What is the difference between coinsurance and co-payments?

Coinsurance, as described above, is the shared portion of medical expenses after the deductible is satisfied. Co-payments, or copays, are fixed dollar amounts paid for certain, specific medical services. Many medical plans require a nominal copayment to receive services such as physician consultations, pharmacy prescriptions, and emergency room visits.

What is a preexisting condition clause and what is its effect on major medical expense plans?

A preexisting condition is often defined as a medical condition that required treatment prior to the insured’s effective date of coverage under the major medical expense plan. Sometimes, a preexisting condition is defined to include medical conditions that were known to the insured, even though no treatment was provided. A preexisting conditions clause excludes coverage for preexisting conditions for as long as 18 months after the effective date of coverage. Because the definition of a preexisting condition, and the provisions of the clause itself, may differ considerably from one plan to another, it is recommended that newly insured individuals carefully familiarize themselves with this policy provision.

Is medical expense coverage available for substance abuse and mental illness?
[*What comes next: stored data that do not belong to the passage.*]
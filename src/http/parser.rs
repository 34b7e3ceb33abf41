use bytes::{Buf, BytesMut};

use crate::error::ParseError;
use crate::http::request::{Method, Request};

/// Upper bound on the request line + headers; a head that grows past this
/// without completing is rejected rather than buffered forever.
const MAX_HEAD_BYTES: usize = 64 * 1024;

/// What a call to [`RequestParser::feed`] produced.
#[derive(Debug, Clone, Copy, PartialEq, Eq)]
pub enum ParseStatus {
    /// More bytes are needed.
    Partial,
    /// Headers carry `Expect` and no body byte has arrived yet; the caller
    /// should answer `100 Continue` before the body shows up. Yielded at
    /// most once per request.
    ExpectContinue,
    /// The message is fully assembled.
    Complete,
}

#[derive(Debug, Clone, Copy, PartialEq, Eq)]
enum ParseState {
    RequestLine,
    Headers,
    Body,
    Finished,
}

#[derive(Debug, Clone, Copy, PartialEq, Eq)]
enum BodyFraming {
    None,
    Length(usize),
    Chunked,
}

#[derive(Debug, Clone, Copy, PartialEq, Eq)]
enum ChunkPhase {
    Size,
    Data(usize),
    DataCrlf,
    Trailer,
}

/// Incremental HTTP/1.1 request assembler.
///
/// One instance lives per connection while a request is in flight; each
/// socket read feeds its bytes in and the parser advances as far as the
/// accumulated input allows. The final request is identical no matter how
/// the input was split across reads.
pub struct RequestParser {
    state: ParseState,
    buf: BytesMut,
    request: Option<Request>,
    framing: BodyFraming,
    chunk: ChunkPhase,
    continue_yielded: bool,
}

impl RequestParser {
    pub fn new() -> Self {
        Self {
            state: ParseState::RequestLine,
            buf: BytesMut::new(),
            request: None,
            framing: BodyFraming::None,
            chunk: ChunkPhase::Size,
            continue_yielded: false,
        }
    }

    /// Feeds one chunk of input and advances the state machine.
    pub fn feed(&mut self, bytes: &[u8]) -> Result<ParseStatus, ParseError> {
        self.buf.extend_from_slice(bytes);
        self.advance()
    }

    /// Consumes the parser after [`ParseStatus::Complete`], yielding the
    /// finished request.
    pub fn finish(self) -> Option<Request> {
        self.request
    }

    /// A copy of the request as assembled so far, flagged for the
    /// 100-continue early exit. The parser keeps accumulating into its own
    /// instance, so the snapshot never sees later body bytes.
    pub fn snapshot(&self) -> Option<Request> {
        self.request.as_ref().map(|r| {
            let mut snap = r.clone();
            snap.expect_continue = true;
            snap
        })
    }

    fn advance(&mut self) -> Result<ParseStatus, ParseError> {
        loop {
            match self.state {
                ParseState::RequestLine => {
                    let Some(line) = take_line(&mut self.buf)? else {
                        return self.partial();
                    };
                    if line.is_empty() {
                        // tolerate blank lines ahead of the request line
                        continue;
                    }
                    self.request = Some(parse_request_line(&line)?);
                    self.state = ParseState::Headers;
                }
                ParseState::Headers => {
                    let Some(line) = take_line(&mut self.buf)? else {
                        return self.partial();
                    };
                    if line.is_empty() {
                        self.begin_body()?;
                        if self.state == ParseState::Finished {
                            return self.complete();
                        }
                        if self.should_yield_continue() {
                            self.continue_yielded = true;
                            return Ok(ParseStatus::ExpectContinue);
                        }
                    } else {
                        let (name, value) = line
                            .split_once(':')
                            .ok_or_else(|| ParseError::InvalidHeader(line.clone()))?;
                        if let Some(request) = self.request.as_mut() {
                            request.push_header(name, value);
                        }
                    }
                }
                ParseState::Body => match self.framing {
                    BodyFraming::Length(total) => {
                        let done = match self.request.as_mut() {
                            Some(request) => {
                                let need = total - request.body.len();
                                let take = need.min(self.buf.len());
                                request.body.extend_from_slice(&self.buf[..take]);
                                self.buf.advance(take);
                                request.body.len() == total
                            }
                            None => true,
                        };
                        if done {
                            self.state = ParseState::Finished;
                            return self.complete();
                        }
                        return self.partial();
                    }
                    BodyFraming::Chunked => {
                        if self.advance_chunked()? {
                            self.state = ParseState::Finished;
                            return self.complete();
                        }
                        return self.partial();
                    }
                    BodyFraming::None => {
                        self.state = ParseState::Finished;
                        return self.complete();
                    }
                },
                ParseState::Finished => return Ok(ParseStatus::Complete),
            }
        }
    }

    /// Decides the body framing once the header block ends.
    fn begin_body(&mut self) -> Result<(), ParseError> {
        let Some(request) = self.request.as_mut() else {
            self.state = ParseState::Finished;
            return Ok(());
        };
        if request.is_chunked() {
            self.framing = BodyFraming::Chunked;
            self.chunk = ChunkPhase::Size;
            self.state = ParseState::Body;
        } else if let Some(value) = request.header("content-length") {
            let total: usize = value
                .trim()
                .parse()
                .map_err(|_| ParseError::InvalidContentLength)?;
            if total == 0 {
                self.state = ParseState::Finished;
            } else {
                request.body.reserve(total);
                self.framing = BodyFraming::Length(total);
                self.state = ParseState::Body;
            }
        } else {
            self.state = ParseState::Finished;
        }
        Ok(())
    }

    fn should_yield_continue(&self) -> bool {
        !self.continue_yielded
            && self.buf.is_empty()
            && self
                .request
                .as_ref()
                .map(|r| r.header("expect").is_some())
                .unwrap_or(false)
    }

    /// Runs the chunked decoder as far as the input allows; true once the
    /// terminating chunk and trailer block have been observed.
    fn advance_chunked(&mut self) -> Result<bool, ParseError> {
        loop {
            match self.chunk {
                ChunkPhase::Size => {
                    let Some(line) = take_line(&mut self.buf)? else {
                        return Ok(false);
                    };
                    let size_token = match line.split_once(';') {
                        Some((size, _extensions)) => size,
                        None => line.as_str(),
                    };
                    let size = usize::from_str_radix(size_token.trim(), 16)
                        .map_err(|_| ParseError::InvalidChunk)?;
                    self.chunk = if size == 0 {
                        ChunkPhase::Trailer
                    } else {
                        ChunkPhase::Data(size)
                    };
                }
                ChunkPhase::Data(remaining) => {
                    let take = remaining.min(self.buf.len());
                    if take == 0 {
                        return Ok(false);
                    }
                    if let Some(request) = self.request.as_mut() {
                        request.body.extend_from_slice(&self.buf[..take]);
                    }
                    self.buf.advance(take);
                    if take == remaining {
                        self.chunk = ChunkPhase::DataCrlf;
                    } else {
                        self.chunk = ChunkPhase::Data(remaining - take);
                        return Ok(false);
                    }
                }
                ChunkPhase::DataCrlf => {
                    let Some(line) = take_line(&mut self.buf)? else {
                        return Ok(false);
                    };
                    if !line.is_empty() {
                        return Err(ParseError::InvalidChunk);
                    }
                    self.chunk = ChunkPhase::Size;
                }
                ChunkPhase::Trailer => {
                    let Some(line) = take_line(&mut self.buf)? else {
                        return Ok(false);
                    };
                    if line.is_empty() {
                        return Ok(true);
                    }
                    // trailer headers are read and discarded
                }
            }
        }
    }

    fn partial(&self) -> Result<ParseStatus, ParseError> {
        if self.state != ParseState::Body && self.buf.len() > MAX_HEAD_BYTES {
            return Err(ParseError::HeadTooLarge(MAX_HEAD_BYTES));
        }
        Ok(ParseStatus::Partial)
    }

    fn complete(&mut self) -> Result<ParseStatus, ParseError> {
        if let Some(request) = self.request.as_mut() {
            request.finished = true;
        }
        Ok(ParseStatus::Complete)
    }
}

impl Default for RequestParser {
    fn default() -> Self {
        Self::new()
    }
}

/// Splits the next line off the buffer, if a full one is present. Lines are
/// CRLF-terminated; a bare LF is tolerated.
fn take_line(buf: &mut BytesMut) -> Result<Option<String>, ParseError> {
    let Some(idx) = buf.iter().position(|&b| b == b'\n') else {
        return Ok(None);
    };
    let line = buf.split_to(idx + 1);
    let mut end = line.len() - 1;
    if end > 0 && line[end - 1] == b'\r' {
        end -= 1;
    }
    let text = std::str::from_utf8(&line[..end]).map_err(|_| ParseError::InvalidEncoding)?;
    Ok(Some(text.to_string()))
}

fn parse_request_line(line: &str) -> Result<Request, ParseError> {
    let mut parts = line.splitn(3, ' ');
    let method_token = parts.next().ok_or(ParseError::InvalidRequestLine)?;
    let uri = parts.next().ok_or(ParseError::InvalidRequestLine)?;
    let version = parts.next().ok_or(ParseError::InvalidRequestLine)?;
    let method = Method::from_str(method_token)
        .ok_or_else(|| ParseError::UnknownMethod(method_token.to_string()))?;
    Ok(Request::new(method, uri, version))
}

#[cfg(test)]
mod tests {
    use super::*;

    #[test]
    fn parse_simple_get() {
        let mut parser = RequestParser::new();
        let status = parser.feed(b"GET / HTTP/1.1\r\nHost: example.com\r\n\r\n");
        assert_eq!(status, Ok(ParseStatus::Complete));

        let request = parser.finish().expect("request");
        assert_eq!(request.path, "/");
        assert_eq!(request.header("host"), Some("example.com"));
        assert!(request.finished);
    }
}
Major medical expense plans may provide some level of coverage for treatment of substance abuse and mental illness. A higher coinsurance percentage and a lower lifetime benefit limit generally apply. In addition, the extent of coverage may depend on whether treatment is provided on an in-patient or out-patient basis.

How does the medical expense coverage offered by a Health Maintenance Organizations (HMO) differ from the coverage provided under basic and major medical expense plans such as a PPO?

Basic and major medical expense plans are generally classified as indemnity contracts. These plans indemnify, or reimburse, the insured for medical expenses incurred. Most often the reimbursement is made directly to the provider. In addition, these plans usually contain deductible and coinsurance cost sharing provisions and may restrict coverage for certain types of medical care expenditures. Indemnity plans, however, provide the insured with substantial freedom relative to the choice of physician, including whether a primary care physician or a specialist will be seen. In contrast, HMO plans emphasize comprehensive and preventive care and typically requires no (or small) deductibles, and/or nominal co-payments. However, there is much less freedom of choice of physician under HMO coverage since the patient is typically required to be under the care of a primary care physician who serves as a “gatekeeper” to all medical services. In this role the primary care physician determines whether the services of a specialist are needed in addition to determining what other medical services are required for treatment.